Champagne is a sparkling wine produced, in the French region of Champagne, using the classic (or Champenoise) method. These wines, due to the peculiarity and the quality of the production are well known since medieval ages and nowadays represent a symbol of prestige for France. Following the classic technique, grapes are generally picked earlier, when sugar levels are lower and acid levels higher. Except for pink or rosé sparkling wines, the juice of harvested grapes is pressed off quickly, to keep the wine white. Then, the first fermentation begins in the same way as any wine, converting the natural sugar in the grapes into alcohol while the resultant carbon dioxide is allowed to escape.  At this point, the blend, known as the cuvée, is assembled, using grapes from various vineyards (in the case of non-vintage wine, multiple years). After primary fermentation, blending and bottling, a second alcoholic fermentation occurs in the bottle. For the bottling process, the blended wine is put in bottles along with yeast and a small amount of sugar, topped with a crown cap or another temporary plug, and stored in a wine cellar horizontally.
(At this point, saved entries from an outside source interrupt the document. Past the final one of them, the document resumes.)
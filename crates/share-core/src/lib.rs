//! Share administration for Share Manager
//!
//! This crate composes the Layer 0 crates into the operations an
//! administrator performs:
//!
//! - **Provisioning**: validate a share, create its directory, apply
//!   ownership and mode, apply ACLs, persist the configuration, reload the
//!   service (see [`ProvisioningOrchestrator`])
//! - **Share and section editing**: list, read, update and delete
//!   configuration sections, or replace the raw file
//! - **Read paths**: share ACL inspection, disk usage, service status
//!
//! # Architecture
//!
//! ```text
//!                 shareadm (CLI)
//!                       |
//!                  share-core
//!                       |
//!     +----------+------+------+-----------+
//!     |          |             |           |
//! share-conf  share-acl   share-usage   share-sys
//! ```
//!
//! Everything process-wide (configuration path, usage caches, external
//! collaborators) lives in one [`AdminContext`] built at startup.

pub mod admin;
pub mod context;
pub mod error;
pub mod host;
pub mod provision;
pub mod service;
pub mod settings;
pub mod validate;

pub use admin::ConfigPreview;
pub use context::AdminContext;
pub use error::{Error, Result, StatusClass};
pub use host::{HostOps, SystemHost};
pub use provision::{ProvisionReport, ProvisionStage, ProvisioningOrchestrator};
pub use service::{ServiceControl, ServiceStatus, SystemdService};
pub use settings::Settings;
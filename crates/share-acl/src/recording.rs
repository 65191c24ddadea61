//! In-memory ACL backend that records calls and simulates their effect

use std::collections::BTreeMap;
use std::path::{Path, PathBuf};

use parking_lot::Mutex;
use share_conf::PrincipalKind;

use crate::backend::AclBackend;
use crate::entry::{AccessEntry, AclScope, AclStep, Permission};
use crate::error::{Error, Result};
use crate::inspect::{AclEntryView, ShareAcl};

/// One primitive call received by a [`RecordingAclBackend`]
#[derive(Debug, Clone, PartialEq, Eq)]
pub struct AclCall {
    pub path: PathBuf,
    pub step: AclStep,
}

#[derive(Debug, Default, Clone, PartialEq, Eq)]
struct SimulatedAcl {
    mask: Option<Permission>,
    default_mask: Option<Permission>,
    entries: BTreeMap<(bool, PrincipalKind, String), Permission>,
}

#[derive(Debug, Default)]
struct Recorder {
    calls: Vec<AclCall>,
    acls: BTreeMap<PathBuf, SimulatedAcl>,
    fail_at: Option<usize>,
}

/// ACL backend for tests.
///
/// Every primitive call is appended to an ordered log, then applied to a
/// simulated ACL for the target path (only the path itself, descendants of
/// recursive operations are not modelled). [`AclBackend::list`] reports the
/// simulated state with owner and group `root`.
#[derive(Debug, Default)]
pub struct RecordingAclBackend {
    inner: Mutex<Recorder>,
}

impl RecordingAclBackend {
    pub fn new() -> Self {
        Self::default()
    }

    /// Make the call with the given zero-based index fail. The failing call
    /// is still recorded but has no effect on the simulated ACL.
    pub fn failing_at(index: usize) -> Self {
        let backend = Self::default();
        backend.inner.lock().fail_at = Some(index);
        backend
    }

    /// All calls received so far, in order.
    pub fn calls(&self) -> Vec<AclCall> {
        self.inner.lock().calls.clone()
    }

    /// The steps received so far, without their paths.
    pub fn steps(&self) -> Vec<AclStep> {
        self.inner.lock().calls.iter().map(|c| c.step.clone()).collect()
    }

    /// Forget recorded calls; the simulated ACLs are kept.
    pub fn reset_calls(&self) {
        self.inner.lock().calls.clear();
    }

    fn record(&self, path: &Path, step: AclStep) -> Result<()> {
        let mut inner = self.inner.lock();
        let index = inner.calls.len();
        inner.calls.push(AclCall {
            path: path.to_path_buf(),
            step: step.clone(),
        });

        if inner.fail_at == Some(index) {
            return Err(Error::tool(
                step.describe(),
                path,
                share_sys::Error::ToolFailed {
                    program: "setfacl".to_string(),
                    code: 1,
                    stderr: "simulated failure".to_string(),
                },
            ));
        }

        let acl = inner.acls.entry(path.to_path_buf()).or_default();
        match step {
            AclStep::Clear => *acl = SimulatedAcl::default(),
            AclStep::SetMask { permission, scope } => match scope {
                AclScope::Immediate => acl.mask = Some(permission),
                AclScope::Inherited => acl.default_mask = Some(permission),
            },
            AclStep::SetEntry(entry) => {
                let key = (entry.scope.is_inherited(), entry.kind(), entry.principal.name);
                acl.entries.insert(key, entry.permission);
            }
        }
        Ok(())
    }
}

impl AclBackend for RecordingAclBackend {
    fn clear(&self, path: &Path) -> Result<()> {
        self.record(path, AclStep::Clear)
    }

    fn set_mask(&self, path: &Path, permission: Permission, scope: AclScope) -> Result<()> {
        self.record(path, AclStep::SetMask { permission, scope })
    }

    fn set_entry(&self, path: &Path, entry: &AccessEntry) -> Result<()> {
        self.record(path, AclStep::SetEntry(entry.clone()))
    }

    fn list(&self, path: &Path) -> Result<ShareAcl> {
        let inner = self.inner.lock();
        let mut acl = ShareAcl::new(path.to_string_lossy());
        acl.owner = "root".to_string();
        acl.group = "root".to_string();

        if let Some(sim) = inner.acls.get(path) {
            acl.mask = sim.mask.map(|p| p.to_string());
            acl.default_mask = sim.default_mask.map(|p| p.to_string());
            acl.entries = sim
                .entries
                .iter()
                .map(|((is_default, kind, name), permission)| AclEntryView {
                    kind: *kind,
                    principal: name.clone(),
                    permission: permission.to_string(),
                    is_default: *is_default,
                })
                .collect();
        }
        Ok(acl)
    }
}
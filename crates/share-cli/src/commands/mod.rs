//! Command implementations for share-cli

pub mod config;
pub mod diff;
pub mod service;
pub mod shares;
pub mod usage;

use share_conf::Section;

pub use config::{run_config_replace, run_config_set, run_config_show};
pub use service::{run_service_restart, run_service_status};
pub use shares::{
    run_shares_acl, run_shares_delete, run_shares_list, run_shares_refresh_acls, run_shares_set,
    run_shares_show,
};
pub use usage::{run_usage_disks, run_usage_shares};

/// How a `set` command turns its arguments into the new parameter set
#[derive(Debug, Clone, Default)]
pub struct SectionEdit {
    pub params: Vec<(String, String)>,
    pub unset: Vec<String>,
    pub replace: bool,
}

impl SectionEdit {
    /// Apply the edit on top of `current`.
    pub fn apply(&self, current: Section) -> Section {
        let mut section = if self.replace { Section::new() } else { current };
        for key in &self.unset {
            section.remove(key);
        }
        for (key, value) in &self.params {
            section.set(key.as_str(), value.as_str());
        }
        section
    }

    pub fn is_empty(&self) -> bool {
        self.params.is_empty() && self.unset.is_empty() && !self.replace
    }
}

pub(crate) fn print_json<T: serde::Serialize>(value: &T) -> crate::error::Result<()> {
    println!("{}", serde_json::to_string_pretty(value)?);
    Ok(())
}

#[cfg(test)]
mod tests {
    use super::*;

    #[test]
    fn edit_merges_into_current() {
        let current = Section::new().with("path", "/srv/docs").with("comment", "old");
        let edit = SectionEdit {
            params: vec![("write list".into(), "alice".into())],
            unset: vec!["comment".into()],
            replace: false,
        };

        let section = edit.apply(current);

        assert_eq!(section.keys().collect::<Vec<_>>(), vec!["path", "write list"]);
    }

    #[test]
    fn edit_with_replace_drops_current() {
        let current = Section::new().with("path", "/srv/docs");
        let edit = SectionEdit {
            params: vec![("path".into(), "/srv/other".into())],
            unset: vec![],
            replace: true,
        };

        assert_eq!(edit.apply(current), Section::new().with("path", "/srv/other"));
    }
}
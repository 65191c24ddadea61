//! Checking that a share only references existing local users

use share_conf::{Section, is_opaque_reference, keys, split_principal_list};

use crate::directory::PrincipalDirectory;
use crate::error::{Error, Result};

/// Reject a share whose access lists name unknown local users.
///
/// `valid users` is checked before `write list`; the first unknown name is
/// reported together with the list it came from. Entries starting with `@`,
/// `+` or `&` are group or special references and are not checked. The
/// directory is only consulted when there is something to check.
pub fn validate_users(share: &Section, directory: &dyn PrincipalDirectory) -> Result<()> {
    let candidates: Vec<(&str, &str)> = [keys::VALID_USERS, keys::WRITE_LIST]
        .into_iter()
        .filter_map(|list| share.get(list).map(|value| (list, value)))
        .flat_map(|(list, value)| split_principal_list(value).map(move |name| (list, name)))
        .filter(|(_, name)| !is_opaque_reference(name))
        .collect();

    if candidates.is_empty() {
        return Ok(());
    }

    let known = directory.principals()?;
    match candidates.into_iter().find(|(_, name)| !known.contains(*name)) {
        Some((list, name)) => Err(Error::UnknownPrincipal {
            principal: name.to_string(),
            list: list.to_string(),
        }),
        None => Ok(()),
    }
}
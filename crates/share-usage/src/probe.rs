//! External disk measurement

use std::path::Path;
use std::time::Duration;

use share_sys::{DEFAULT_TOOL_TIMEOUT, ToolCommand};

use crate::error::Result;

/// Source of raw disk usage output.
pub trait UsageProbe: Send + Sync {
    /// `df -h` style listing of every mounted filesystem.
    fn disk_free(&self) -> Result<String>;

    /// `du -sh` style summary for one directory.
    fn disk_usage(&self, path: &Path) -> Result<String>;
}

/// Runs `df` and `du`.
#[derive(Debug, Clone)]
pub struct CommandProbe {
    timeout: Duration,
}

impl CommandProbe {
    pub fn new(timeout: Duration) -> Self {
        Self { timeout }
    }
}

impl Default for CommandProbe {
    fn default() -> Self {
        Self::new(DEFAULT_TOOL_TIMEOUT)
    }
}

impl UsageProbe for CommandProbe {
    fn disk_free(&self) -> Result<String> {
        let output = ToolCommand::new("df").timeout(self.timeout).arg("-h").run()?;
        Ok(output.stdout)
    }

    fn disk_usage(&self, path: &Path) -> Result<String> {
        let output = ToolCommand::new("du")
            .timeout(self.timeout)
            .arg("-sh")
            .path_arg(path)
            .run()?;
        Ok(output.stdout)
    }
}
//! Bounded execution of external administration tools
//!
//! Every call into setfacl, getfacl, df, du, pdbedit, chown or systemctl goes
//! through [`ToolCommand`]. The caller blocks until the tool exits; a tool
//! that hangs past the configured timeout is killed and reported as
//! [`Error::ToolTimeout`] instead of hanging the request.

use std::io::Read;
use std::path::Path;
use std::process::{Command, Stdio};
use std::thread;
use std::time::{Duration, Instant};

use crate::{Error, Result};

/// Timeout applied when none is configured.
pub const DEFAULT_TOOL_TIMEOUT: Duration = Duration::from_secs(120);

const POLL_INTERVAL: Duration = Duration::from_millis(10);

/// Captured result of a successful tool invocation
#[derive(Debug, Clone, PartialEq, Eq)]
pub struct ToolOutput {
    pub stdout: String,
    pub stderr: String,
}

/// A single external tool invocation
#[derive(Debug, Clone)]
pub struct ToolCommand {
    program: String,
    args: Vec<String>,
    timeout: Duration,
}

impl ToolCommand {
    pub fn new(program: impl Into<String>) -> Self {
        Self {
            program: program.into(),
            args: Vec::new(),
            timeout: DEFAULT_TOOL_TIMEOUT,
        }
    }

    pub fn arg(mut self, arg: impl Into<String>) -> Self {
        self.args.push(arg.into());
        self
    }

    pub fn path_arg(self, path: &Path) -> Self {
        let arg = path.to_string_lossy().into_owned();
        self.arg(arg)
    }

    pub fn args<I, S>(mut self, args: I) -> Self
    where
        I: IntoIterator<Item = S>,
        S: Into<String>,
    {
        self.args.extend(args.into_iter().map(Into::into));
        self
    }

    pub fn timeout(mut self, timeout: Duration) -> Self {
        self.timeout = timeout;
        self
    }

    pub fn program(&self) -> &str {
        &self.program
    }

    pub fn arguments(&self) -> &[String] {
        &self.args
    }

    /// Human-readable form used in logs and error messages.
    pub fn display(&self) -> String {
        if self.args.is_empty() {
            self.program.clone()
        } else {
            format!("{} {}", self.program, self.args.join(" "))
        }
    }

    /// Run the tool and require a zero exit status.
    pub fn run(&self) -> Result<ToolOutput> {
        let (code, output) = self.run_unchecked()?;
        match code {
            Some(0) => Ok(output),
            other => Err(Error::ToolFailed {
                program: self.program.clone(),
                code: other.unwrap_or(-1),
                stderr: output.stderr.trim().to_string(),
            }),
        }
    }

    /// Run the tool and return its exit code alongside the captured output.
    ///
    /// Used where a non-zero status is an answer rather than a failure
    /// (e.g. `systemctl is-active`). `None` means the tool was killed by a
    /// signal.
    pub fn run_unchecked(&self) -> Result<(Option<i32>, ToolOutput)> {
        tracing::debug!(command = %self.display(), "Running external tool");

        let mut child = Command::new(&self.program)
            .args(&self.args)
            .stdin(Stdio::null())
            .stdout(Stdio::piped())
            .stderr(Stdio::piped())
            .spawn()
            .map_err(|source| Error::Spawn {
                program: self.program.clone(),
                source,
            })?;

        // Drain both pipes concurrently so a chatty tool never blocks on a full pipe.
        let stdout = child.stdout.take().map(drain);
        let stderr = child.stderr.take().map(drain);

        let started = Instant::now();
        let status = loop {
            match child.try_wait() {
                Ok(Some(status)) => break status,
                Ok(None) if started.elapsed() >= self.timeout => {
                    let _ = child.kill();
                    let _ = child.wait();
                    tracing::warn!(command = %self.display(), timeout = ?self.timeout, "External tool timed out");
                    return Err(Error::ToolTimeout {
                        program: self.program.clone(),
                        timeout: self.timeout,
                    });
                }
                Ok(None) => thread::sleep(POLL_INTERVAL),
                Err(source) => {
                    return Err(Error::Spawn {
                        program: self.program.clone(),
                        source,
                    });
                }
            }
        };

        let output = ToolOutput {
            stdout: stdout.map(join_drain).unwrap_or_default(),
            stderr: stderr.map(join_drain).unwrap_or_default(),
        };
        Ok((status.code(), output))
    }
}

fn drain<R: Read + Send + 'static>(mut pipe: R) -> thread::JoinHandle<String> {
    thread::spawn(move || {
        let mut buf = Vec::new();
        let _ = pipe.read_to_end(&mut buf);
        String::from_utf8_lossy(&buf).into_owned()
    })
}

fn join_drain(handle: thread::JoinHandle<String>) -> String {
    handle.join().unwrap_or_default()
}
Champagne is required to age on yeast lees at least for 15 months to develop completely, but some types of champagne usually age more. For example, one of the most famous Champagne in the world, Dom Perignon, usually age 7 years for the basic version, between 12 and 15 for the P2 and between 25 and 40 for the P3! In years where the harvest is exceptional, a vintage (millesime) is declared, and the wine must mature for at least three years. After ageing, the lees must be consolidated for removal in a process known as riddling. After riddling there is the lees removal process, called disgorging (dégorgement in French).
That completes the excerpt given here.